[[ Records for the exercise, beginning ]]

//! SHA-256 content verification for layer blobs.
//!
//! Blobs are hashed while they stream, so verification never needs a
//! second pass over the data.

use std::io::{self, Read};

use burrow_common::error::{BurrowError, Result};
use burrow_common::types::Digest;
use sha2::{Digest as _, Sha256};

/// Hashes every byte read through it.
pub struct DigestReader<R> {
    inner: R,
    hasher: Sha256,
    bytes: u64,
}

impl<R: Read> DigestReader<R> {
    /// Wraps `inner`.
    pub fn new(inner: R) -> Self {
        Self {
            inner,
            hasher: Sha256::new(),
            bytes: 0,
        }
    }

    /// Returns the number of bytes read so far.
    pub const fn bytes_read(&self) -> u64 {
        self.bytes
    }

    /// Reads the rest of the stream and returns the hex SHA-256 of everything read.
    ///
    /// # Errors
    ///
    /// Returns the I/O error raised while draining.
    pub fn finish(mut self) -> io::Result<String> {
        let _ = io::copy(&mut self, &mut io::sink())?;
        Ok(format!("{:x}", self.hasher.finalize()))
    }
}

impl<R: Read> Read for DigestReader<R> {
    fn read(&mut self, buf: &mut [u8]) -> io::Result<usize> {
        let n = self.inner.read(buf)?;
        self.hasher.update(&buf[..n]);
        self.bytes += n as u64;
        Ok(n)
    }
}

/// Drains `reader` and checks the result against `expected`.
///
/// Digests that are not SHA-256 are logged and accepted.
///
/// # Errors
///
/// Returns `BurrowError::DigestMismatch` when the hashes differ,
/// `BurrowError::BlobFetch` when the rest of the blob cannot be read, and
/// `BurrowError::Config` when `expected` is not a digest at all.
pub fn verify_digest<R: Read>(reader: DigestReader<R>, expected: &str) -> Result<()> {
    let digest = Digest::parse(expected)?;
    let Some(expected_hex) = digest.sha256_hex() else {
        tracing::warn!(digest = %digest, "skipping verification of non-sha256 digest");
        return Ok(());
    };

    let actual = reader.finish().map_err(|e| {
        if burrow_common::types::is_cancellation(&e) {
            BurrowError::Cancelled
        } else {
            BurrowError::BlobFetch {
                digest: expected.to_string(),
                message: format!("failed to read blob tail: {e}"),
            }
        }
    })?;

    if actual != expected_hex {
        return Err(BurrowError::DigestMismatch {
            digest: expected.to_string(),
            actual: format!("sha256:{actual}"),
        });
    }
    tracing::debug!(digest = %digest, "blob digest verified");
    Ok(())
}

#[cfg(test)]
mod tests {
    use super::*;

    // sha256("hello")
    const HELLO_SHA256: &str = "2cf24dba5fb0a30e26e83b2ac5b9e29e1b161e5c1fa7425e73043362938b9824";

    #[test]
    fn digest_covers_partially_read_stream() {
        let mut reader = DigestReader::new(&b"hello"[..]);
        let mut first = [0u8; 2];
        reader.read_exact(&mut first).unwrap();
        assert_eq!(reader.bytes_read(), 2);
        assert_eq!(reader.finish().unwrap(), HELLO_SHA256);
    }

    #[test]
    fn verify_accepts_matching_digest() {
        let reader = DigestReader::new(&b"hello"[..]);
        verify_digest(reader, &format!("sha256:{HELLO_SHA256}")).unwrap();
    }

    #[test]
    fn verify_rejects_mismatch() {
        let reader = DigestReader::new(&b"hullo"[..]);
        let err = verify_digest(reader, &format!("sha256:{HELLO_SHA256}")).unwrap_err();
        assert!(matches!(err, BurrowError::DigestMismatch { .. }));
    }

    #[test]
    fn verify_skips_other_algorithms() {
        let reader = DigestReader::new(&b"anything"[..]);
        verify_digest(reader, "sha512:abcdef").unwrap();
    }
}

[[ Records for the exercise, end ]]

# Work task
The reply should consist solely of the lines of the data, exact, from the opening line through the line with "and checks the", inclusive.

# Worked solution
//! SHA-256 content verification for layer blobs.
//!
//! Blobs are hashed while they stream, so verification never needs a
//! second pass over the data.

use std::io::{self, Read};

use burrow_common::error::{BurrowError, Result};
use burrow_common::types::Digest;
use sha2::{Digest as _, Sha256};

/// Hashes every byte read through it.
pub struct DigestReader<R> {
    inner: R,
    hasher: Sha256,
    bytes: u64,
}

impl<R: Read> DigestReader<R> {
    /// Wraps `inner`.
    pub fn new(inner: R) -> Self {
        Self {
            inner,
            hasher: Sha256::new(),
            bytes: 0,
        }
    }

    /// Returns the number of bytes read so far.
    pub const fn bytes_read(&self) -> u64 {
        self.bytes
    }

    /// Reads the rest of the stream and returns the hex SHA-256 of everything read.
    ///
    /// # Errors
    ///
    /// Returns the I/O error raised while draining.
    pub fn finish(mut self) -> io::Result<String> {
        let _ = io::copy(&mut self, &mut io::sink())?;
        Ok(format!("{:x}", self.hasher.finalize()))
    }
}

impl<R: Read> Read for DigestReader<R> {
    fn read(&mut self, buf: &mut [u8]) -> io::Result<usize> {
        let n = self.inner.read(buf)?;
        self.hasher.update(&buf[..n]);
        self.bytes += n as u64;
        Ok(n)
    }
}

/// Drains `reader` and checks the result against `expected`.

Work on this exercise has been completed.